In that one case, it looks like the F35 is flatter - though that could just be a quirk of the designs. They both have good dispersion horizontally and not good vertically.

Surprisingly, they seem to play down to similar low frequencies with about a 5dB drop off though the small M16 actually goes a bit lower - to about 50hz vs 60hz for the F35 - roughly - just eyeballing the graphs.

SO - you're probably going to want a sub for either of these.

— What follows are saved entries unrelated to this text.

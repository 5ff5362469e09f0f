//! Activity over time.
//!
//! Four groupings of the selected records: by calendar date, by month, by
//! weekday and by hour of day. Each record falls into exactly one bucket of
//! each grouping, using the time its header carries.

use std::collections::BTreeMap;
use std::fmt;

use chrono::{Datelike, NaiveDate, Timelike, Weekday};
use serde::{Deserialize, Serialize};

use crate::analysis::table::Count;
use crate::analysis::{SenderFilter, select};
use crate::record::MessageRecord;

const WEEK: [Weekday; 7] = [
    Weekday::Mon,
    Weekday::Tue,
    Weekday::Wed,
    Weekday::Thu,
    Weekday::Fri,
    Weekday::Sat,
    Weekday::Sun,
];

const MONTH_NAMES: [&str; 12] = [
    "January",
    "February",
    "March",
    "April",
    "May",
    "June",
    "July",
    "August",
    "September",
    "October",
    "November",
    "December",
];

/// Full English name of a weekday.
pub fn weekday_name(day: Weekday) -> &'static str {
    match day {
        Weekday::Mon => "Monday",
        Weekday::Tue => "Tuesday",
        Weekday::Wed => "Wednesday",
        Weekday::Thu => "Thursday",
        Weekday::Fri => "Friday",
        Weekday::Sat => "Saturday",
        Weekday::Sun => "Sunday",
    }
}

/// A calendar month. Orders chronologically; displays as `January 2023`.
#[derive(Debug, Clone, Copy, PartialEq, Eq, PartialOrd, Ord, Hash, Serialize, Deserialize)]
pub struct MonthKey {
    pub year: i32,
    /// 1-based
    pub month: u32,
}

impl MonthKey {
    pub fn of(date: NaiveDate) -> Self {
        Self {
            year: date.year(),
            month: date.month(),
        }
    }
}

impl fmt::Display for MonthKey {
    fn fmt(&self, f: &mut fmt::Formatter<'_>) -> fmt::Result {
        let name = self
            .month
            .checked_sub(1)
            .and_then(|i| MONTH_NAMES.get(i as usize))
            .copied()
            .unwrap_or("?");
        write!(f, "{name} {}", self.year)
    }
}

/// Counts keyed by a time bucket, stored in the bucket's natural order.
#[derive(Debug, Clone, PartialEq, Eq, Serialize, Deserialize)]
#[serde(transparent)]
pub struct Histogram<K> {
    entries: Vec<Count<K>>,
}

impl<K> Default for Histogram<K> {
    fn default() -> Self {
        Self {
            entries: Vec::new(),
        }
    }
}

impl<K: Clone + PartialEq> Histogram<K> {
    fn from_entries(entries: Vec<Count<K>>) -> Self {
        Self { entries }
    }

    /// Buckets in natural order (chronological, Monday first, hour 0 first).
    pub fn entries(&self) -> &[Count<K>] {
        &self.entries
    }

    /// Buckets by count descending; equal counts keep natural order.
    pub fn by_count(&self) -> Vec<Count<K>> {
        let mut sorted = self.entries.clone();
        sorted.sort_by(|a, b| b.count.cmp(&a.count));
        sorted
    }

    /// The `n` busiest buckets, ignoring empty ones.
    pub fn top(&self, n: usize) -> Vec<Count<K>> {
        self.by_count()
            .into_iter()
            .filter(|c| c.count > 0)
            .take(n)
            .collect()
    }

    pub fn get(&self, key: &K) -> Option<usize> {
        self.entries.iter().find(|c| c.key == *key).map(|c| c.count)
    }

    /// Sum of all buckets.
    pub fn total(&self) -> usize {
        self.entries.iter().map(|c| c.count).sum()
    }

    pub fn is_empty(&self) -> bool {
        self.entries.is_empty()
    }
}

/// The four time groupings of one selection.
#[derive(Debug, Clone, PartialEq, Eq, Default, Serialize, Deserialize)]
pub struct TemporalHistograms {
    /// Dates with at least one message, chronological
    pub by_date: Histogram<NaiveDate>,
    /// Months with at least one message, chronological
    pub by_month: Histogram<MonthKey>,
    /// All seven days, Monday first
    pub by_weekday: Histogram<Weekday>,
    /// All 24 hours
    pub by_hour: Histogram<u32>,
}

impl TemporalHistograms {
    /// Busiest dates, ties by earlier date.
    pub fn top_days(&self, n: usize) -> Vec<Count<NaiveDate>> {
        self.by_date.top(n)
    }
}

/// Groups the selected records by date, month, weekday and hour.
///
/// ```rust
/// use chatstat::analysis::{SenderFilter, temporal_histograms};
/// use chatstat::parser::LogParser;
///
/// let raw = "01/01/23, 10:00 - A: x\n01/01/23, 10:30 - B: y\n02/01/23, 23:59 - A: z";
/// let records = LogParser::new().parse_str(raw)?;
/// let hist = temporal_histograms(&records, &SenderFilter::All);
///
/// assert_eq!(hist.by_date.entries().len(), 2);
/// assert_eq!(hist.by_hour.get(&10), Some(2));
/// assert_eq!(hist.by_hour.get(&23), Some(1));
/// # Ok::<(), chatstat::ChatstatError>(())
/// ```
pub fn temporal_histograms(records: &[MessageRecord], filter: &SenderFilter) -> TemporalHistograms {
    let mut dates: BTreeMap<NaiveDate, usize> = BTreeMap::new();
    let mut months: BTreeMap<MonthKey, usize> = BTreeMap::new();
    let mut weekdays = [0usize; 7];
    let mut hours = [0usize; 24];

    for record in select(records, filter) {
        let date = record.timestamp.date();
        *dates.entry(date).or_default() += 1;
        *months.entry(MonthKey::of(date)).or_default() += 1;
        weekdays[date.weekday().num_days_from_monday() as usize] += 1;
        hours[record.timestamp.hour() as usize] += 1;
    }

    TemporalHistograms {
        by_date: Histogram::from_entries(
            dates.into_iter().map(|(k, v)| Count::new(k, v)).collect(),
        ),
        by_month: Histogram::from_entries(
            months.into_iter().map(|(k, v)| Count::new(k, v)).collect(),
        ),
        by_weekday: Histogram::from_entries(
            WEEK.iter()
                .zip(weekdays)
                .map(|(day, count)| Count::new(*day, count))
                .collect(),
        ),
        by_hour: Histogram::from_entries(
            (0u32..24)
                .zip(hours)
                .map(|(hour, count)| Count::new(hour, count))
                .collect(),
        ),
    }
}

I think the big question is, can the big speakers play louder without distortion. This is a weak spot for the ASR reviews. You have to look at the 86 and 96hz harmonic distortion graphs and make a guess. IF the reviews even have both graphs. It would be nice if there was a simple ranking like done for SINAD for amps that puts all the measured speakers on a scale for how loud they can probably play with low distortion. That would be much easier and I think more useful than the distortion graphs.

That said, it looks like the M16 has lower low frequency distortion than the bigger floorstander.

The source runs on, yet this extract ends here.